Assessing battery safety performance - short circuit test and needle stick damage test

As an indispensable energy storage device in modern life and industry, the safety of batteries is a key issue. Short-circuit and pinprick failure tests are one of the important means to evaluate the safety performance of batteries. This article will delve into the significance, methods, and applications of battery short-circuit and pinstick failure testing in the battery industry.

Battery short circuit test

A short circuit in a battery is a short circuit between the positive and negative terminals of the battery or inside the battery, which usually leads to serious consequences such as high temperatures, explosions and even fires. Therefore, the main objectives of the short circuit test are:Evaluate the safety performance of the battery, and test the reaction and safety of the battery in the event of an accidental short circuit;Verify the reliability of the internal structure and materials of the battery, and evaluate whether the battery can effectively isolate the positive and negative electrodes and the internal electrolyte by simulating the short circuit situation to prevent the occurrence of short circuit accidents.

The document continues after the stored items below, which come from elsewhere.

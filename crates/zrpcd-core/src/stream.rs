//! The stream subsystem (§4.5): out-of-band bulk transfer through named
//! FIFOs while the request/response channel carries only metadata.
//!
//! FIFO lifecycle grounded in §3's "unlink-if-present -> mkfifo(0600) ->
//! notification emitted -> helper opens and transfers -> handler's `exec`
//! returns -> FIFO unlinked", using `nix::unistd::mkfifo` the way
//! `alfredjeanlab-claudeless`'s `capsh` crate reaches for `nix` for
//! low-level POSIX file/process operations. The cooperative
//! progress/ready-flag polling alongside a blocking transfer echoes the
//! cancel-safe concurrent-read-loop style in
//! `other_examples/.../devolutions-gateway mcp-proxy`.

use std::path::{Path, PathBuf};
use std::time::Duration;

use nix::sys::stat::Mode;
use nix::unistd::{mkfifo, Uid};
use tokio::time::Instant;

use crate::output::OutputSink;
use crate::protocol::Notification;
use crate::shmem::SharedMemoryView;

const POLL_INTERVAL: Duration = Duration::from_millis(500);
const READY_WAIT_INITIAL_BACKOFF: Duration = Duration::from_millis(10);
const READY_WAIT_MAX_BACKOFF: Duration = Duration::from_millis(250);
const READY_WAIT_TOTAL_TIMEOUT: Duration = Duration::from_secs(10);

/// Derives FIFO paths and owns their create/remove lifecycle for one daemon
/// process (§3 FIFO path: deterministic from temp_dir/euid/pid/stream_id).
pub struct StreamManager {
    temp_dir: PathBuf,
    euid: u32,
    pid: u32,
}

impl StreamManager {
    pub fn new() -> Self {
        Self {
            temp_dir: std::env::temp_dir(),
            euid: Uid::effective().as_raw(),
            pid: std::process::id(),
        }
    }

    pub fn fifo_path(&self, stream_id: u64) -> PathBuf {
        self.temp_dir.join(format!(
            "zowe-native-proto_{}-{}-{}_fifo",
            self.euid, self.pid, stream_id
        ))
    }

    /// Unlinks any stale file at the target path (absence is not an error)
    /// then creates the FIFO with mode 0600.
    pub fn create_fifo(&self, stream_id: u64) -> std::io::Result<PathBuf> {
        let path = self.fifo_path(stream_id);
        if path.exists() {
            std::fs::remove_file(&path)?;
        }
        mkfifo(&path, Mode::from_bits_truncate(0o600))
            .map_err(|errno| std::io::Error::from_raw_os_error(errno as i32))?;
        Ok(path)
    }

    pub fn remove_fifo(&self, path: &Path) {
        let _ = std::fs::remove_file(path);
    }
}

impl Default for StreamManager {
    fn default() -> Self {
        Self::new()
    }
}

/// Runs alongside a blocking `exec`, emitting `updateProgress` notifications
/// from `shmem.progress()` every ~500ms. Intended to be raced against the
/// `exec` future with `tokio::select!`; the `exec` return is the implicit
/// join the cooperative scheduling model relies on (§4.5, §5).
pub async fn poll_progress_forever(output: &OutputSink, shmem: &SharedMemoryView, stream_id: u64) {
    let mut ticker = tokio::time::interval(POLL_INTERVAL);
    loop {
        ticker.tick().await;
        let progress = shmem.progress();
        let _ = output.emit(&Notification::update_progress(stream_id, progress));
    }
}

/// Waits for `shmem.ready_flag()` to transition non-zero, using exponential
/// backoff capped at 250ms and a 10s total timeout (§4.5 step 6). Returns
/// the published `content_length` and resets the flag, or `None` on
/// timeout — the caller still emits the `receiveStream` notification, just
/// without `contentLen`, and the operation continues.
pub async fn wait_for_ready_flag(shmem: &SharedMemoryView) -> Option<i64> {
    let deadline = Instant::now() + READY_WAIT_TOTAL_TIMEOUT;
    let mut backoff = READY_WAIT_INITIAL_BACKOFF;

    loop {
        if shmem.ready_flag() != 0 {
            let content_length = shmem.content_length();
            shmem.reset_ready_flag();
            return Some(content_length);
        }
        if Instant::now() >= deadline {
            return None;
        }
        tokio::time::sleep(backoff).await;
        backoff = std::cmp::min(backoff * 2, READY_WAIT_MAX_BACKOFF);
    }
}

/// Parses the helper's small "key: value" metadata block emitted after a
/// streamed transfer (`etag`, `size`, `created`, ...). Per §9's resolved
/// open question, this YAML-map form is authoritative for `readFile`'s
/// streaming metadata, matching the write path.
pub fn parse_metadata_block(text: &str) -> std::collections::BTreeMap<String, String> {
    text.lines()
        .filter_map(|line| line.split_once(':'))
        .map(|(key, value)| (key.trim().to_string(), value.trim().to_string()))
        .collect()
}

#[cfg(test)]
mod tests {
    use super::*;

    #[test]
    fn fifo_path_matches_expected_pattern() {
        let mgr = StreamManager {
            temp_dir: PathBuf::from("/tmp"),
            euid: 501,
            pid: 4242,
        };
        let path = mgr.fifo_path(42);
        assert_eq!(
            path,
            PathBuf::from("/tmp/zowe-native-proto_501-4242-42_fifo")
        );
    }

    #[test]
    fn create_and_remove_fifo_round_trips() {
        let dir = tempfile::tempdir().unwrap();
        let mgr = StreamManager {
            temp_dir: dir.path().to_path_buf(),
            euid: Uid::effective().as_raw(),
            pid: std::process::id(),
        };
        let path = mgr.create_fifo(7).unwrap();
        assert!(path.exists());
        mgr.remove_fifo(&path);
        assert!(!path.exists());
    }

    #[test]
    fn metadata_block_parses_key_value_lines() {
        let parsed = parse_metadata_block("etag: abc123\nsize: 42\ncreated: 2024-01-01\n");
        assert_eq!(parsed.get("etag"), Some(&"abc123".to_string()));
        assert_eq!(parsed.get("size"), Some(&"42".to_string()));
    }
}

Battery short circuit testing typically includes the following steps and methods:

1. External short circuit test simulates short circuits caused by external factors by directly connecting the positive and negative electrodes of the battery or applying conductive materials to the surface of the battery housing.

2. Internal short-circuit testing, in which conductive materials are applied or physical contact is created between the electrodes and electrolytes inside the battery, simulating a short circuit caused by damage to the battery's internal structure.

3. Note: During the short circuit test, the test conditions need to be strictly controlled, such as the current size, the test time and the ambient temperature, to ensure the accuracy and repeatability of the test.

Needlestick destruction test

The needlestick failure test is an experimental method that simulates the puncture or damage that may be encountered in the battery casing during use. Its main objectives include:Evaluate the puncture resistance of the battery casing and test the reaction and degree of damage to the battery casing when punctured by sharp objects.Verify the structural strength of the battery casing and evaluate the ability of the battery casing to protect against external damage to prevent electrolyte leakage or internal short circuit caused by external objects penetrating.

The following steps and methods are generally used for needlestick failure testing:

1. Choose the right test needle, and choose the right sharp needle, usually a metal material, based on the test standard and battery type.

2. A standardized pressure and velocity is applied to the surface of the battery housing at a certain speed, usually with a certain force until a specified depth is reached.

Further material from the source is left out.